When you’re operating a successful new startup in today’s world, you’ve probably adopted many new forms of technology that enable entrepreneurs to conduct meetings and engage with clients without ever meeting them in person. Yet at some point, your client will want to schedule a visit to their business partner. Potential customers might want to put faces to the names they have been corresponding with, and form a firsthand impression of your company. Existing customers may wish to gain insight into how you conduct business processes.

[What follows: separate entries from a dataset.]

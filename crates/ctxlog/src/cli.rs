//! `ctxlog` command-line caller.
//!
//! Every subcommand maps to one context operation and prints its text.

use anyhow::Context;
use clap::{Parser, Subcommand};
use ctxlog_config::ContextConfig;
use ctxlog_core::{ContextEngine, ContextOperations};
use log::{debug, info};
use std::io::{self, Read};
use std::path::PathBuf;

/// Text argument value that means "read from stdin".
const STDIN_ARG: &str = "-";

/// Command-line options for the context log.
#[derive(Debug, Parser)]
#[command(name = "ctxlog", version, about = "Local context log for development sessions")]
pub struct Cli {
    /// Optional path to a ctxlog.json5 config file (skips layered lookup)
    #[arg(long, global = true)]
    pub config: Option<PathBuf>,
    /// Storage directory override
    #[arg(long, global = true)]
    pub root: Option<PathBuf>,
    #[command(subcommand)]
    pub command: Command,
}

#[derive(Debug, Subcommand)]
pub enum Command {
    /// Save a session summary
    Summary {
        /// Summary text, or `-` for stdin
        text: String,
        /// Tag to attach (repeatable)
        #[arg(long = "tag", short = 't')]
        tags: Vec<String>,
        /// Word limit for the stored text
        #[arg(long)]
        max_words: Option<usize>,
    },
    /// Record a significant event
    Event {
        /// Event type, e.g. error_solved
        event_type: String,
        /// Event details, or `-` for stdin
        details: String,
        #[arg(long)]
        project: Option<String>,
    },
    /// Show the most recent sessions and events
    Recent {
        #[arg(default_value_t = 3)]
        sessions: usize,
    },
    /// Show context relevant to a task
    Relevant {
        /// Task description, or `-` for stdin
        task: String,
    },
    /// Search stored context
    Search {
        query: String,
        /// sessions, events, summaries, decisions or all
        #[arg(long, default_value = "all")]
        scope: String,
        #[arg(long)]
        limit: Option<usize>,
    },
    /// Save a hierarchical summary and its key phrases
    Levels {
        /// Source text, or `-` for stdin
        text: String,
    },
    /// Show storage statistics
    Stats,
    /// Remove entries older than a number of days
    Cleanup {
        #[arg(default_value_t = 30)]
        days: u64,
    },
}

/// Load config from `--config` or the layered stack rooted at the cwd.
pub fn load_config(cli: &Cli) -> anyhow::Result<ContextConfig> {
    if let Some(path) = cli.config.as_ref() {
        return ContextConfig::load_from_path(path).context("failed to load config");
    }
    let cwd = std::env::current_dir().context("failed to resolve current working directory")?;
    let layered = ContextConfig::load_layered(&cwd).context("failed to load layered config")?;
    debug!("layered config loaded (layers={})", layered.layers.len());
    Ok(layered.config)
}

/// Run a parsed command, reading `-` arguments from stdin.
pub fn run(cli: Cli) -> anyhow::Result<String> {
    run_with_input(cli, &mut io::stdin())
}

/// Run a parsed command with an explicit source for `-` arguments.
pub fn run_with_input(cli: Cli, input: &mut dyn Read) -> anyhow::Result<String> {
    let config = load_config(&cli)?;
    let root = cli.root.clone().unwrap_or_else(|| config.storage_root());
    info!(
        "running {} (root={})",
        command_name(&cli.command),
        root.display()
    );
    let engine = ContextEngine::open(&root, config).context("failed to open context storage")?;
    let ops = ContextOperations::new(engine);

    let output = match cli.command {
        Command::Summary {
            text,
            tags,
            max_words,
        } => ops.submit_session_summary(&resolve_text(text, input)?, &tags, max_words),
        Command::Event {
            event_type,
            details,
            project,
        } => ops.record_event(
            &event_type,
            &resolve_text(details, input)?,
            project.as_deref(),
        ),
        Command::Recent { sessions } => ops.recent_context(sessions),
        Command::Relevant { task } => ops.relevant_context(&resolve_text(task, input)?),
        Command::Search {
            query,
            scope,
            limit,
        } => ops.search(&query, &scope, limit),
        Command::Levels { text } => ops.save_multi_level_summary(&resolve_text(text, input)?),
        Command::Stats => ops.stats(),
        Command::Cleanup { days } => ops.cleanup(days),
    };
    Ok(output)
}

/// Whether an operation's output reports a failure.
pub fn is_error(output: &str) -> bool {
    output.lines().any(|line| line.starts_with("Error: "))
}

fn resolve_text(value: String, input: &mut dyn Read) -> anyhow::Result<String> {
    if value != STDIN_ARG {
        return Ok(value);
    }
    let mut buffer = String::new();
    input
        .read_to_string(&mut buffer)
        .context("failed to read text from stdin")?;
    Ok(buffer)
}

fn command_name(command: &Command) -> &'static str {
    match command {
        Command::Summary { .. } => "summary",
        Command::Event { .. } => "event",
        Command::Recent { .. } => "recent",
        Command::Relevant { .. } => "relevant",
        Command::Search { .. } => "search",
        Command::Levels { .. } => "levels",
        Command::Stats => "stats",
        Command::Cleanup { .. } => "cleanup",
    }
}
//! Time source used to stamp records and compute retention cutoffs.

use chrono::{DateTime, TimeDelta, Utc};
use parking_lot::Mutex;
use std::sync::Arc;

/// Source of the current instant.
pub trait Clock: Send + Sync {
    fn now(&self) -> DateTime<Utc>;
}

/// Wall-clock time.
#[derive(Debug, Clone, Copy, Default)]
pub struct SystemClock;

impl Clock for SystemClock {
    fn now(&self) -> DateTime<Utc> {
        Utc::now()
    }
}

/// Manually driven clock for deterministic replays and tests. Clones share
/// the same instant.
#[derive(Debug, Clone)]
pub struct ManualClock {
    now: Arc<Mutex<DateTime<Utc>>>,
}

impl ManualClock {
    pub fn new(start: DateTime<Utc>) -> Self {
        Self {
            now: Arc::new(Mutex::new(start)),
        }
    }

    /// Set the current instant.
    pub fn set(&self, instant: DateTime<Utc>) {
        *self.now.lock() = instant;
    }

    /// Move the clock forward (or backward for negative deltas).
    pub fn advance(&self, delta: TimeDelta) {
        let mut now = self.now.lock();
        *now += delta;
    }
}

impl Clock for ManualClock {
    fn now(&self) -> DateTime<Utc> {
        *self.now.lock()
    }
}
//! Configuration models and layered config loading.
//!
//! This crate owns the ctxlog config schema, validation, and layer-merging
//! logic used by the engine and the command-line caller.

mod error;
mod loader;
mod model;

/// Public error type returned by config loading and validation APIs.
pub use error::ConfigError;
/// Layered config types and loader options.
pub use loader::{ConfigLayer, ConfigLayerSource, LayeredConfig, LayeredConfigOptions};
/// Configuration schema models.
pub use model::*;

A client visit can be challenging, but it also presents opportunities for your business. Here are some ways to prepare.
Know the client
It’s essential to have a good idea of who your visitor is and what they do. This helps to inform various decisions and serves as a starting point for good conversation. It’s a subtle way of letting them feel that they’re being treated like a VIP. Think of times when you had to interact with someone in customer service – you can tell when they’re doing things off a script, and it makes you feel conscious of being handled, as opposed to receiving personalized treatment.
If your client likes to post pictures of food to social media, you could take them to a favorite local restaurant or trendy café, for instance. Or you can suggest holding a meeting at a historic city building if they enjoy culture or travel. It’s best to bring up these topics in a prior conversation, letting the sequence unfold naturally – as opposed to giving them the feeling that someone might have been researching their profile.

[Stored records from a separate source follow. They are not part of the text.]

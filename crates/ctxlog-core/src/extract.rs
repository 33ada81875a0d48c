//! Marker-based phrase extraction.
//!
//! Extraction is driven by a declarative table of (category, markers) pairs.
//! Each marker hit yields the marker plus the text that follows it, up to the
//! next sentence boundary or a fixed word window, whichever comes first.

use crate::error::ContextError;
use crate::record::{ExtractedPhrase, PhraseCategory};
use ctxlog_config::ExtractionConfig;
use regex::Regex;

/// Markers for a single phrase category.
#[derive(Debug, Clone, PartialEq, Eq)]
pub struct MarkerSet {
    pub category: PhraseCategory,
    pub markers: Vec<String>,
}

/// Declarative marker table.
#[derive(Debug, Clone, PartialEq, Eq)]
pub struct MarkerTable {
    pub sets: Vec<MarkerSet>,
    /// Words kept after a marker when no sentence boundary comes first.
    pub trailing_words: usize,
}

impl MarkerTable {
    pub fn from_config(config: &ExtractionConfig) -> Self {
        let sets = [
            (PhraseCategory::Decision, &config.decision_markers),
            (PhraseCategory::Problem, &config.problem_markers),
            (PhraseCategory::Solution, &config.solution_markers),
        ]
        .into_iter()
        .map(|(category, markers)| MarkerSet {
            category,
            markers: markers.clone(),
        })
        .collect();
        Self {
            sets,
            trailing_words: config.trailing_words,
        }
    }
}

impl Default for MarkerTable {
    fn default() -> Self {
        Self::from_config(&ExtractionConfig::default())
    }
}

/// Compiled form of a `MarkerTable`. Holds no state between calls.
#[derive(Debug, Clone)]
pub struct PhraseExtractor {
    patterns: Vec<(PhraseCategory, Regex)>,
    trailing_words: usize,
}

impl PhraseExtractor {
    /// Compile the table into one case-insensitive pattern per category.
    pub fn new(table: &MarkerTable) -> Result<Self, ContextError> {
        let mut patterns = Vec::new();
        for set in &table.sets {
            let alternatives: Vec<String> = set
                .markers
                .iter()
                .map(|marker| marker.trim())
                .filter(|marker| !marker.is_empty())
                .map(marker_pattern)
                .collect();
            if alternatives.is_empty() {
                continue;
            }
            let pattern = format!("(?i)(?:{})", alternatives.join("|"));
            let regex = Regex::new(&pattern).map_err(|err| ContextError::Pattern(err.to_string()))?;
            patterns.push((set.category, regex));
        }
        Ok(Self {
            patterns,
            trailing_words: table.trailing_words,
        })
    }

    /// Extract tagged phrases in order of first occurrence.
    pub fn extract(&self, text: &str) -> Vec<ExtractedPhrase> {
        let mut hits: Vec<(usize, PhraseCategory, String)> = Vec::new();
        for (category, regex) in &self.patterns {
            for found in regex.find_iter(text) {
                let tail = &text[found.end()..];
                let end = found.end() + phrase_end(tail, self.trailing_words);
                let phrase = text[found.start()..end]
                    .trim_end_matches(|c: char| c.is_whitespace() || c == ',')
                    .to_string();
                hits.push((found.start(), *category, phrase));
            }
        }
        hits.sort_by(|a, b| a.0.cmp(&b.0).then(a.1.cmp(&b.1)));
        hits.into_iter()
            .map(|(_, category, phrase)| ExtractedPhrase { category, phrase })
            .collect()
    }
}

/// Escape a marker and anchor its alphanumeric edges on word boundaries.
fn marker_pattern(marker: &str) -> String {
    let starts_word = marker.chars().next().is_some_and(char::is_alphanumeric);
    let ends_word = marker.chars().last().is_some_and(char::is_alphanumeric);
    format!(
        "{}{}{}",
        if starts_word { r"\b" } else { "" },
        regex::escape(marker),
        if ends_word { r"\b" } else { "" }
    )
}

/// Byte offset in `tail` where the phrase stops: a sentence boundary or the
/// start of the word past the window.
fn phrase_end(tail: &str, max_words: usize) -> usize {
    let mut words = 0;
    let mut in_word = false;
    let mut chars = tail.char_indices().peekable();
    while let Some((idx, ch)) = chars.next() {
        match ch {
            '\n' | ';' => return idx,
            '.' | '!' | '?' => {
                // "v1.2" and "e.g" keep going; a terminator needs whitespace or end of text.
                if chars.peek().is_none_or(|(_, next)| next.is_whitespace()) {
                    return idx;
                }
            }
            _ => {}
        }
        if ch.is_whitespace() {
            in_word = false;
        } else if !in_word {
            in_word = true;
            words += 1;
            if words > max_words {
                return idx;
            }
        }
    }
    tail.len()
}

#[cfg(test)]
mod tests {
    use super::{MarkerSet, MarkerTable, PhraseExtractor};
    use crate::record::{ExtractedPhrase, PhraseCategory};
    use pretty_assertions::assert_eq;

    fn extractor() -> PhraseExtractor {
        PhraseExtractor::new(&MarkerTable::default()).expect("extractor")
    }

    fn phrase(category: PhraseCategory, phrase: &str) -> ExtractedPhrase {
        ExtractedPhrase {
            category,
            phrase: phrase.to_string(),
        }
    }

    #[test]
    fn decision_phrase_runs_to_sentence_end() {
        let phrases = extractor().extract("We decided to use Postgres for storage. Then lunch.");
        assert_eq!(
            phrases,
            vec![phrase(
                PhraseCategory::Decision,
                "decided to use Postgres for storage"
            )]
        );
    }

    #[test]
    fn no_markers_yields_nothing() {
        assert!(extractor().extract("Refactored the parser module.").is_empty());
        assert!(extractor().extract("").is_empty());
    }

    #[test]
    fn matches_are_case_insensitive_and_ordered() {
        let phrases =
            extractor().extract("ERROR: disk full; Fixed by cleaning tmp\nworking now for real");
        assert_eq!(
            phrases,
            vec![
                phrase(PhraseCategory::Problem, "ERROR: disk full"),
                phrase(PhraseCategory::Solution, "Fixed by cleaning tmp"),
                phrase(PhraseCategory::Solution, "working now for real"),
            ]
        );
    }

    #[test]
    fn repeated_category_matches_are_all_kept() {
        let phrases = extractor().extract("Bug: flaky test. Later, bug: race in cache.");
        assert_eq!(
            phrases,
            vec![
                phrase(PhraseCategory::Problem, "Bug: flaky test"),
                phrase(PhraseCategory::Problem, "bug: race in cache"),
            ]
        );
    }

    #[test]
    fn trailing_span_is_capped_by_word_window() {
        let phrases = extractor().extract("going to a b c d e f g h i j k l m n o p");
        assert_eq!(
            phrases,
            vec![phrase(PhraseCategory::Decision, "going to a b c d e f g h i j k l")]
        );
    }

    #[test]
    fn markers_respect_word_boundaries() {
        assert!(
            extractor()
                .extract("an ongoing toil, going towards it")
                .is_empty()
        );
    }

    #[test]
    fn inner_dots_do_not_end_phrase() {
        let phrases = extractor().extract("chose to pin serde v1.0.226 for now. Done");
        assert_eq!(
            phrases,
            vec![phrase(
                PhraseCategory::Decision,
                "chose to pin serde v1.0.226 for now"
            )]
        );
    }

    #[test]
    fn custom_table_is_honoured() {
        let table = MarkerTable {
            sets: vec![MarkerSet {
                category: PhraseCategory::Solution,
                markers: vec!["workaround:".to_string(), "  ".to_string()],
            }],
            trailing_words: 2,
        };
        let extractor = PhraseExtractor::new(&table).expect("extractor");
        assert_eq!(
            extractor.extract("Workaround: pin the old version"),
            vec![phrase(PhraseCategory::Solution, "Workaround: pin the")]
        );
        assert!(extractor.extract("decided to stop").is_empty());
    }
}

Each client may have different preferences, but nobody is impressed with a lack of organization. As a business partner, you must understand what they are looking to accomplish with this visit. Draft an agenda that serves as a guide to what you’ll be accomplishing together during their visit and identifies key personnel who will be in charge of different things – from facilitating meetings to conducting guided tours of your company premises.
Ensure that everyone involved knows the agenda, and is prepared for last-minute changes or adjustments – sometimes, this is how a client can tell if your business is well-organized. Make sure that you take the time to prepare your staff. At the minimum, each employee should be aware of the client’s name and schedule of the visit, and be courteous and friendly while going about their day’s work. Receptionists and other employees who will be likely to interact with your client must be on their best demeanor and dress up a notch for the occasion.
Clean up and decorate
You want your workplace to make a great impression, but this probably isn’t the time for landscaping or office renovation. Don’t plant cherry blossoms around your Los Angeles office just to impress a Japanese client; the gesture can easily backfire. Instead, pay attention to detail and hire professional office cleaning services. Remind employees to maintain this cleanliness during the visit, too.

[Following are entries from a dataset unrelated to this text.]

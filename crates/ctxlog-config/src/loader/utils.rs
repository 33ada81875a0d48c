//! File and path helpers shared by the config loaders.

use crate::ConfigError;
use serde_json::Value;
use std::fs;
use std::path::{Path, PathBuf};

/// Read a config file, naming it in the error.
pub(super) fn read_config(path: &Path) -> Result<String, ConfigError> {
    fs::read_to_string(path).map_err(|source| ConfigError::ReadFailed {
        path: path.to_path_buf(),
        source,
    })
}

/// Parse JSON5 text for the layer called `layer`.
pub(super) fn parse_layer(contents: &str, layer: &str) -> Result<Value, ConfigError> {
    json5::from_str(contents).map_err(|source| ConfigError::ParseFailed {
        layer: layer.to_string(),
        source,
    })
}

/// Canonical form of the lookup directory; a missing one is used as given.
pub(super) fn normalize_path(path: &Path) -> Result<PathBuf, ConfigError> {
    match path.canonicalize() {
        Ok(path) => Ok(path),
        Err(err) if err.kind() == std::io::ErrorKind::NotFound => Ok(path.to_path_buf()),
        Err(source) => Err(ConfigError::ReadFailed {
            path: path.to_path_buf(),
            source,
        }),
    }
}

/// Key used to skip a layer file already loaded under another name.
pub(super) fn unique_path(path: &Path) -> PathBuf {
    path.canonicalize().unwrap_or_else(|_| path.to_path_buf())
}

/// Nearest ancestor of `cwd` holding one of the project markers (e.g. `.git`).
pub(super) fn find_project_root(cwd: &Path, markers: &[String]) -> Option<PathBuf> {
    cwd.ancestors()
        .find(|ancestor| markers.iter().any(|marker| ancestor.join(marker).exists()))
        .map(Path::to_path_buf)
}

For décor, keep it simple and put effort into making thoughtful and functional signs. From a welcome sign with the client’s name and designation on it to small boards and labels that help guide the visitor through the workplace and identify different areas, let your decoration speak to function first of all.
Good business isn’t just about being great at what you do. Managing your client relations goes a long way, so make the effort to maximize the experience of a client visit for both parties.